:: What to work on ::
Without omitting anything, copy every entry word for word.
((
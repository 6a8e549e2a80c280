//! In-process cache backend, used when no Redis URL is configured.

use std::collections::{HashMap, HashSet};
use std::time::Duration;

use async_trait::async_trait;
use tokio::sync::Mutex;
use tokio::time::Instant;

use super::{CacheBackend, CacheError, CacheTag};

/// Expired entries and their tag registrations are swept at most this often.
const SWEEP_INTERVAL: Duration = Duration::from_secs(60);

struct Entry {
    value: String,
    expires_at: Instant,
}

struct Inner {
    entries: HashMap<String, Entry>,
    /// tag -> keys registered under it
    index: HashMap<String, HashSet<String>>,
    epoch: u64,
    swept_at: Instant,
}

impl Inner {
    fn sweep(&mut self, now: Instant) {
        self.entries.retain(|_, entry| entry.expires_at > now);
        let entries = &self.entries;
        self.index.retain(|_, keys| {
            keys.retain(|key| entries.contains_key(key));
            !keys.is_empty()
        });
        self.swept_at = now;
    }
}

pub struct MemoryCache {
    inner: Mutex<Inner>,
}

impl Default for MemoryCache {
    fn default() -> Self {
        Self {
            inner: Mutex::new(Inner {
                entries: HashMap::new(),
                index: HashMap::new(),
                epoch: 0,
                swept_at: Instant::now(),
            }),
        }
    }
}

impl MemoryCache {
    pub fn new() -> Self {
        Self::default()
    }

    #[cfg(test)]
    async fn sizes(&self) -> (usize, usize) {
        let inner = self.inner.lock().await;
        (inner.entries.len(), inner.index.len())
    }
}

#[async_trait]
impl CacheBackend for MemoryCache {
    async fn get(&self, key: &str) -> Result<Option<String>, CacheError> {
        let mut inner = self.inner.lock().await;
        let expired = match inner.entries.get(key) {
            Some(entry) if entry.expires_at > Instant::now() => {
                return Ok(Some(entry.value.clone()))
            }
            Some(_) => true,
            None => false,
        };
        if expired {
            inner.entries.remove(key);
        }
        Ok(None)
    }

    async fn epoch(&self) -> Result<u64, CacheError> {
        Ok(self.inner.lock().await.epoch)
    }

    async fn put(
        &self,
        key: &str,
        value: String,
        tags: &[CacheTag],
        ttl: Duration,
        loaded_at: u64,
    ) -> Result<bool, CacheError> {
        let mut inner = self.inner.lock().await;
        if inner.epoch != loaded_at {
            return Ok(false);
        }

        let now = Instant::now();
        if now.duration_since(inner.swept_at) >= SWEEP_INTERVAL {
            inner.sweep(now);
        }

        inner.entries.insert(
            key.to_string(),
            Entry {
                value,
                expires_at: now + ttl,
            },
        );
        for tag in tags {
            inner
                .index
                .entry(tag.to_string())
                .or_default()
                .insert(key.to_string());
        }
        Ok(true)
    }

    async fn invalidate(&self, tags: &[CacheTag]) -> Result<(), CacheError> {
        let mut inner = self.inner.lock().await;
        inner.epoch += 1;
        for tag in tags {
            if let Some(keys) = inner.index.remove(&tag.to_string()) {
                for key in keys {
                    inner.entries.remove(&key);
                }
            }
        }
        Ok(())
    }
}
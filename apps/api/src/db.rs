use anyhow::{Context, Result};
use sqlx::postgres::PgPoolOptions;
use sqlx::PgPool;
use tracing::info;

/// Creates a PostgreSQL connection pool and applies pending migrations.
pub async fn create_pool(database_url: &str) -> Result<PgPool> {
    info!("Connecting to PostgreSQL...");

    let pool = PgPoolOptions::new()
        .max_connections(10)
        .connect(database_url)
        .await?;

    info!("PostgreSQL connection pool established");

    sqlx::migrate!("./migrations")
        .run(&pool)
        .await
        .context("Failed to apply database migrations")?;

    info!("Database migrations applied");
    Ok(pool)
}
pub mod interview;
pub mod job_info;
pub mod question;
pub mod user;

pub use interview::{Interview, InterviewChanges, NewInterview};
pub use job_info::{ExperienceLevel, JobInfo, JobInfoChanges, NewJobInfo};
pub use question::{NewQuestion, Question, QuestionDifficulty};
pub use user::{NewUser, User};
))
:: Task result ::
repository 6a8e549e2a80c280
//! In-process cache backend, used when no Redis URL is configured.

use std::collections::{HashMap, HashSet};
use std::time::Duration;

use async_trait::async_trait;
use tokio::sync::Mutex;
use tokio::time::Instant;

use super::{CacheBackend, CacheError, CacheTag};

/// Expired entries and their tag registrations are swept at most this often.
const SWEEP_INTERVAL: Duration = Duration::from_secs(60);

struct Entry {
    value: String,
    expires_at: Instant,
}

struct Inner {
    entries: HashMap<String, Entry>,
    /// tag -> keys registered under it
    index: HashMap<String, HashSet<String>>,
    epoch: u64,
    swept_at: Instant,
}

impl Inner {
    fn sweep(&mut self, now: Instant) {
        self.entries.retain(|_, entry| entry.expires_at > now);
        let entries = &self.entries;
        self.index.retain(|_, keys| {
            keys.retain(|key| entries.contains_key(key));
            !keys.is_empty()
        });
        self.swept_at = now;
    }
}

pub struct MemoryCache {
    inner: Mutex<Inner>,
}

impl Default for MemoryCache {
    fn default() -> Self {
        Self {
            inner: Mutex::new(Inner {
                entries: HashMap::new(),
                index: HashMap::new(),
                epoch: 0,
                swept_at: Instant::now(),
            }),
        }
    }
}

impl MemoryCache {
    pub fn new() -> Self {
        Self::default()
    }

    #[cfg(test)]
    async fn sizes(&self) -> (usize, usize) {
        let inner = self.inner.lock().await;
        (inner.entries.len(), inner.index.len())
    }
}

#[async_trait]
impl CacheBackend for MemoryCache {
    async fn get(&self, key: &str) -> Result<Option<String>, CacheError> {
        let mut inner = self.inner.lock().await;
        let expired = match inner.entries.get(key) {
            Some(entry) if entry.expires_at > Instant::now() => {
                return Ok(Some(entry.value.clone()))
            }
            Some(_) => true,
            None => false,
        };
        if expired {
            inner.entries.remove(key);
        }
        Ok(None)
    }

    async fn epoch(&self) -> Result<u64, CacheError> {
        Ok(self.inner.lock().await.epoch)
    }

    async fn put(
        &self,
        key: &str,
        value: String,
        tags: &[CacheTag],
        ttl: Duration,
        loaded_at: u64,
    ) -> Result<bool, CacheError> {
        let mut inner = self.inner.lock().await;
        if inner.epoch != loaded_at {
            return Ok(false);
        }

        let now = Instant::now();
        if now.duration_since(inner.swept_at) >= SWEEP_INTERVAL {
            inner.sweep(now);
        }

        inner.entries.insert(
            key.to_string(),
            Entry {
                value,
                expires_at: now + ttl,
            },
        );
        for tag in tags {
            inner
                .index
                .entry(tag.to_string())
                .or_default()
                .insert(key.to_string());
        }
        Ok(true)
    }

    async fn invalidate(&self, tags: &[CacheTag]) -> Result<(), CacheError> {
        let mut inner = self.inner.lock().await;
        inner.epoch += 1;
        for tag in tags {
            if let Some(keys) = inner.index.remove(&tag.to_string()) {
                for key in keys {
                    inner.entries.remove(&key);
                }
            }
        }
        Ok(())
    }
}
filename apps/api/src/db.rs
use anyhow::{Context, Result};
use sqlx::postgres::PgPoolOptions;
use sqlx::PgPool;
use tracing::info;

/// Creates a PostgreSQL connection pool and applies pending migrations.
pub async fn create_pool(database_url: &str) -> Result<PgPool> {
    info!("Connecting to PostgreSQL...");

    let pool = PgPoolOptions::new()
        .max_connections(10)
        .connect(database_url)
        .await?;

    info!("PostgreSQL connection pool established");

    sqlx::migrate!("./migrations")
        .run(&pool)
        .await
        .context("Failed to apply database migrations")?;

    info!("Database migrations applied");
    Ok(pool)
}
pub mod interview;
pub mod job_info;
pub mod question;
pub mod user;

pub use interview::{Interview, InterviewChanges, NewInterview};
pub use job_info::{ExperienceLevel, JobInfo, JobInfoChanges, NewJobInfo};
pub use question::{NewQuestion, Question, QuestionDifficulty};
pub use user::{NewUser, User};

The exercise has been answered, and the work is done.